“Cuba podrá recuperar su vocación de libertad”
Conversación con Carlos Alberto Montaner
a propósito del papel de la prensa
Por Iliana Lavastida Rodríguez
Diario Las Américas
“El descubrimiento de la libertad y el acceso a la información no
clasificada es algo a lo que los cubanos de la isla y los periodistas de
allí se acostumbrarán muy fácilmente porque este es un rasgo que caracterizó
a la sociedad cubana a lo largo de su historia”.
Muy convencido de estas ideas y con esa visión de futuro promisorio,
característica del escritor y periodista Carlos Alberto Montaner, en
entrevista concedida a Diario Las Américas, el prestigioso
intelectual aseguró que “Cuba siempre fue una nación abierta a la
información y el aprendizaje”.
“Solo hay que recordar como desde finales del siglo XVIII, en las
Universidades se producían debates que para aquellos momentos parecían
estremecedores, acerca del constitucionalismo, lo obsoleto del latín y la
física de Isaac Newton”.
“Desde entonces la vocación de los cubanos es hacia la modernidad y la
información”.-refería Montaner”.
“Esa es la razón por la cual no podemos temerle al momento de la apertura
que hoy se discute ante la inminencia de un cambio en Cuba y estoy seguro
que muchos de los periodistas graduados allí, con muy buena formación
académica, podrán incorporarse de inmediato al ejercicio de la libertad,
porque a nadie le gusta ser un gacetillero al servicio del poder, lo cual
desgraciadamente han padecido durante las últimas cuatro décadas los
periodistas cubanos”.
En este contexto de análisis y porque la realidad actual de Cuba se enmarca
aún en la represión de quienes disienten como es el caso de la prensa
independiente, Montaner expresó que “la actitud de solidaridad que nos
corresponde hacia ellos es la de reproducir sus ideas ante el mundo y
suministrarles a su vez información”, en tanto la tienen limitada.
“A lo que debemos huirle respecto a los periodistas independientes cubanos
-opinó- es a asumir cualquier actitud de complacencia hacia su labor, por
considerarlos víctimas de un sistema.

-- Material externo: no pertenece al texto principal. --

//! Vendor adapters
//!
//! Each adapter owns one vendor's wire protocol: it translates a
//! [`ChatRequest`] into the vendor payload, performs the call, and maps the
//! answer back onto the canonical contract. Adapters are plain values built
//! from a [`Credentials`] snapshot and never mutated afterwards.

pub mod anthropic;
pub mod cohere;
pub mod google;
pub mod openai;
pub mod openai_compat;
pub mod vertex;

use async_trait::async_trait;
use reqwest::{Client, RequestBuilder, Response};
use serde::de::DeserializeOwned;
use switchboard_config::{Credentials, DEFAULT_STREAM_BUFFER};
use tokio_util::sync::CancellationToken;
use url::Url;

use crate::error::LlmError;
use crate::stream::{ChunkStream, StreamMachine, VendorEventStream, spawn_chunk_stream};
use crate::types::{ChatRequest, ChatResponse};

/// Shared resources handed to every adapter
#[derive(Debug, Clone)]
pub struct AdapterContext {
    /// HTTP client used for vendor calls and image fetches
    pub client: Client,
    /// Capacity of the channel between a stream producer and its consumer
    pub stream_buffer: usize,
}

impl AdapterContext {
    /// Context with the given client and channel capacity
    pub const fn new(client: Client, stream_buffer: usize) -> Self {
        Self { client, stream_buffer }
    }
}

impl Default for AdapterContext {
    fn default() -> Self {
        Self::new(Client::new(), DEFAULT_STREAM_BUFFER)
    }
}

/// One vendor backend
#[async_trait]
pub trait Adapter: std::fmt::Debug + Send + Sync {
    /// Registry name, reported as `owned_by` in model listings
    fn name(&self) -> &str;

    /// Configuration keys that must be present for this adapter to exist
    fn required_keys(&self) -> &'static [&'static str];

    /// Public model ids this adapter serves
    fn models(&self) -> &[String];

    /// Whether `model` is one of [`Adapter::models`]
    fn supports(&self, model: &str) -> bool {
        self.models().iter().any(|m| m == model)
    }

    /// Perform a non-streaming completion
    async fn invoke(&self, request: &ChatRequest) -> Result<ChatResponse, LlmError>;

    /// Open a streaming completion
    ///
    /// Errors detected before the vendor answers are returned directly; later
    /// failures arrive as the final item of the stream. Cancelling `cancel`
    /// stops the stream and releases the vendor connection.
    async fn stream(&self, request: &ChatRequest, cancel: CancellationToken) -> Result<ChunkStream, LlmError>;
}

/// Send a vendor request, failing on transport errors and non-success statuses
pub(crate) async fn send(vendor: &str, request: RequestBuilder) -> Result<Response, LlmError> {
    let response = request.send().await.map_err(|e| {
        tracing::error!(vendor, error = %e, "upstream request failed");
        LlmError::upstream(format!("{vendor} request failed: {e}"))
    })?;

    let status = response.status();
    if !status.is_success() {
        let body = response.text().await.unwrap_or_default();
        tracing::error!(vendor, status = %status, body = %body, "upstream returned error");
        return Err(LlmError::upstream_status(status, &body));
    }

    Ok(response)
}

/// Deserialize a complete vendor response body
pub(crate) async fn read_json<T: DeserializeOwned>(vendor: &str, response: Response) -> Result<T, LlmError> {
    response.json::<T>().await.map_err(|e| {
        tracing::error!(vendor, error = %e, "failed to parse upstream response");
        LlmError::upstream(format!("invalid {vendor} response: {e}"))
    })
}

/// Run decoded vendor events through a fresh state machine
pub(crate) fn chunk_stream(
    events: VendorEventStream,
    request: &ChatRequest,
    cancel: CancellationToken,
    context: &AdapterContext,
) -> ChunkStream {
    let machine = StreamMachine::new(request.model.clone(), request.include_usage());
    spawn_chunk_stream(events, machine, cancel, context.stream_buffer)
}

/// Required credential, or an internal error naming the key
pub(crate) fn require<'a>(credentials: &'a Credentials, key: &str) -> anyhow::Result<&'a str> {
    credentials
        .get(key)
        .ok_or_else(|| anyhow::anyhow!("missing credential {key}"))
}

/// Base URL from an override key, else the vendor default
pub(crate) fn base_url(credentials: &Credentials, override_key: &str, default: &str) -> anyhow::Result<Url> {
    let raw = credentials.get(override_key).unwrap_or(default);
    Url::parse(raw).map_err(|e| anyhow::anyhow!("invalid {override_key} `{raw}`: {e}"))
}

/// Append a path to a base URL without dropping the base's own path
pub(crate) fn endpoint(base: &Url, path: &str) -> String {
    format!(
        "{}/{}",
        base.as_str().trim_end_matches('/'),
        path.trim_start_matches('/')
    )
}

/// Comma-separated list with blanks removed
pub(crate) fn csv(value: &str) -> Vec<String> {
    value
        .split(',')
        .map(str::trim)
        .filter(|item| !item.is_empty())
        .map(ToOwned::to_owned)
        .collect()
}

/// Owned model ids from a static list
pub(crate) fn model_ids(ids: &[&str]) -> Vec<String> {
    ids.iter().map(|id| (*id).to_owned()).collect()
}
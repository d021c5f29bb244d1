//! Google Gemini `generateContent` wire format types

use serde::{Deserialize, Serialize};

// -- Request types --

/// Google `generateContent` request
#[derive(Debug, Clone, Serialize)]
#[serde(rename_all = "camelCase")]
pub struct GoogleRequest {
    /// Conversation contents
    pub contents: Vec<GoogleContent>,
    /// System instruction
    #[serde(skip_serializing_if = "Option::is_none")]
    pub system_instruction: Option<GoogleContent>,
    /// Generation configuration
    pub generation_config: GoogleGenerationConfig,
    /// Tool definitions
    #[serde(skip_serializing_if = "Option::is_none")]
    pub tools: Option<Vec<GoogleTool>>,
    /// Tool configuration
    #[serde(skip_serializing_if = "Option::is_none")]
    pub tool_config: Option<GoogleToolConfig>,
}

/// Google content object containing role and parts
#[derive(Debug, Clone, Default, Serialize, Deserialize)]
pub struct GoogleContent {
    /// Role ("user" or "model")
    #[serde(default, skip_serializing_if = "Option::is_none")]
    pub role: Option<String>,
    /// Content parts
    #[serde(default)]
    pub parts: Vec<GooglePart>,
}

/// Individual part within a Google content object
///
/// Exactly one field is set on parts the gateway builds. Parts returned by
/// the vendor may carry extra markers such as `thought`.
#[derive(Debug, Clone, Default, Serialize, Deserialize)]
#[serde(rename_all = "camelCase")]
pub struct GooglePart {
    /// Text content
    #[serde(default, skip_serializing_if = "Option::is_none")]
    pub text: Option<String>,
    /// Inline binary data (images, documents)
    #[serde(default, skip_serializing_if = "Option::is_none")]
    pub inline_data: Option<GoogleInlineData>,
    /// Reference to an uploaded file
    #[serde(default, skip_serializing_if = "Option::is_none")]
    pub file_data: Option<GoogleFileData>,
    /// Function call from the model
    #[serde(default, skip_serializing_if = "Option::is_none")]
    pub function_call: Option<GoogleFunctionCall>,
    /// Function response from the user
    #[serde(default, skip_serializing_if = "Option::is_none")]
    pub function_response: Option<GoogleFunctionResponse>,
    /// Set on reasoning summaries, which are not part of the answer
    #[serde(default, skip_serializing)]
    pub thought: bool,
}

impl GooglePart {
    /// Text part
    pub fn text(text: impl Into<String>) -> Self {
        Self {
            text: Some(text.into()),
            ..Self::default()
        }
    }
}

/// Inline binary data
#[derive(Debug, Clone, Serialize, Deserialize)]
#[serde(rename_all = "camelCase")]
pub struct GoogleInlineData {
    /// MIME type (e.g. "image/png")
    pub mime_type: String,
    /// Base64-encoded data
    pub data: String,
}

/// Uploaded file reference
#[derive(Debug, Clone, Serialize, Deserialize)]
#[serde(rename_all = "camelCase")]
pub struct GoogleFileData {
    /// MIME type of the file
    pub mime_type: String,
    /// File URI as returned by the upload API
    pub file_uri: String,
}

/// Function call from the model
#[derive(Debug, Clone, Serialize, Deserialize)]
pub struct GoogleFunctionCall {
    /// Call identifier, when the vendor supplies one
    #[serde(default, skip_serializing_if = "Option::is_none")]
    pub id: Option<String>,
    /// Function name
    pub name: String,
    /// Function arguments as JSON
    #[serde(default)]
    pub args: serde_json::Value,
}

/// Function response from the user
#[derive(Debug, Clone, Serialize, Deserialize)]
pub struct GoogleFunctionResponse {
    /// Function name
    pub name: String,
    /// Response content as JSON
    pub response: serde_json::Value,
}

/// Generation configuration parameters
#[derive(Debug, Clone, Default, Serialize)]
#[serde(rename_all = "camelCase")]
pub struct GoogleGenerationConfig {
    /// Sampling temperature
    #[serde(skip_serializing_if = "Option::is_none")]
    pub temperature: Option<f64>,
    /// Nucleus sampling threshold
    #[serde(skip_serializing_if = "Option::is_none")]
    pub top_p: Option<f64>,
    /// Maximum output tokens
    pub max_output_tokens: u32,
    /// Stop sequences
    #[serde(skip_serializing_if = "Option::is_none")]
    pub stop_sequences: Option<Vec<String>>,
    /// Frequency penalty
    #[serde(skip_serializing_if = "Option::is_none")]
    pub frequency_penalty: Option<f64>,
    /// Presence penalty
    #[serde(skip_serializing_if = "Option::is_none")]
    pub presence_penalty: Option<f64>,
    /// Random seed
    #[serde(skip_serializing_if = "Option::is_none")]
    pub seed: Option<u64>,
}

/// Google tool definition wrapper
#[derive(Debug, Clone, Serialize)]
#[serde(rename_all = "camelCase")]
pub struct GoogleTool {
    /// Function declarations
    pub function_declarations: Vec<GoogleFunctionDeclaration>,
}

/// Google function declaration
#[derive(Debug, Clone, Serialize)]
pub struct GoogleFunctionDeclaration {
    /// Function name
    pub name: String,
    /// Human-readable description
    #[serde(skip_serializing_if = "Option::is_none")]
    pub description: Option<String>,
    /// JSON Schema for parameters
    #[serde(skip_serializing_if = "Option::is_none")]
    pub parameters: Option<serde_json::Value>,
}

/// Google tool configuration
#[derive(Debug, Clone, Serialize)]
#[serde(rename_all = "camelCase")]
pub struct GoogleToolConfig {
    /// Function calling config
    pub function_calling_config: GoogleFunctionCallingConfig,
}

/// Function calling configuration
#[derive(Debug, Clone, PartialEq, Eq, Serialize)]
#[serde(rename_all = "camelCase")]
pub struct GoogleFunctionCallingConfig {
    /// Mode: "AUTO" or "ANY"
    pub mode: &'static str,
    /// Allowed function names (when a single tool is forced)
    #[serde(skip_serializing_if = "Option::is_none")]
    pub allowed_function_names: Option<Vec<String>>,
}

// -- Response types --

/// Google `generateContent` response, also one frame of the SSE stream
#[derive(Debug, Clone, Deserialize)]
#[serde(rename_all = "camelCase")]
pub struct GoogleResponse {
    /// Generated candidates
    #[serde(default)]
    pub candidates: Vec<GoogleCandidate>,
    /// Token usage metadata
    #[serde(default)]
    pub usage_metadata: Option<GoogleUsageMetadata>,
    /// Model version that served the request
    #[serde(default)]
    pub model_version: Option<String>,
    /// Response identifier
    #[serde(default)]
    pub response_id: Option<String>,
}

/// Generated candidate
#[derive(Debug, Clone, Deserialize)]
#[serde(rename_all = "camelCase")]
pub struct GoogleCandidate {
    /// Generated content
    #[serde(default)]
    pub content: GoogleContent,
    /// Finish reason
    #[serde(default)]
    pub finish_reason: Option<String>,
    /// Candidate index
    #[serde(default)]
    pub index: Option<u32>,
}

/// Token usage metadata
#[derive(Debug, Clone, Copy, Deserialize)]
#[serde(rename_all = "camelCase")]
pub struct GoogleUsageMetadata {
    /// Prompt token count
    #[serde(default)]
    pub prompt_token_count: Option<u32>,
    /// Candidates token count
    #[serde(default)]
    pub candidates_token_count: Option<u32>,
    /// Reasoning token count, billed as output
    #[serde(default)]
    pub thoughts_token_count: Option<u32>,
}

impl GoogleUsageMetadata {
    /// Output tokens including reasoning
    pub fn completion_tokens(&self) -> Option<u32> {
        self.candidates_token_count
            .map(|count| count.saturating_add(self.thoughts_token_count.unwrap_or(0)))
    }
}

Por el contrario hay que tratarlos con
toda la dignidad que merecen como profesionales, pues son muchos los que
desempeñan un trabajo estupendo, ofrecen una visión muy aguda de lo que
ocurre en el país y además tienen el valor de contarlo”.
Al ofrecer una valoración muy mesurada y honesta del error que como pueblo
los cubanos cometieron, “el cual ha llevado al país por los caminos
dolorosos de una dictadura de más de cuatro décadas”, el también ensayista
refirió que Cuba como muchas otras tantas sociedades latinoamericanas, “…
incurrió en el fallo de entregar a un caudillo iluminado la solución de sus
problemas y creyó que un grupo de personas habían encontrado un atajo para
librar al país de la injusticia, porque en ese momento no se confiaba en las
instituciones sociales existentes”.
“Después de estos años, tenemos a nuestro favor la experiencia y la
seguridad de que durante muchas generaciones los cubanos quedaremos
inmunizados contra ese mal. Recuerdo que siendo muy joven me ilusioné con la
promesa de lo que parecía ser la revolución y participé de ese error, que
reconozco y espero no se vuelva a cometer en Cuba, en la cual sin dudas
alcanzaremos una sociedad orgánica, donde las cosas se produzcan en arreglo
a los mandatos de la ley”.-concluyó.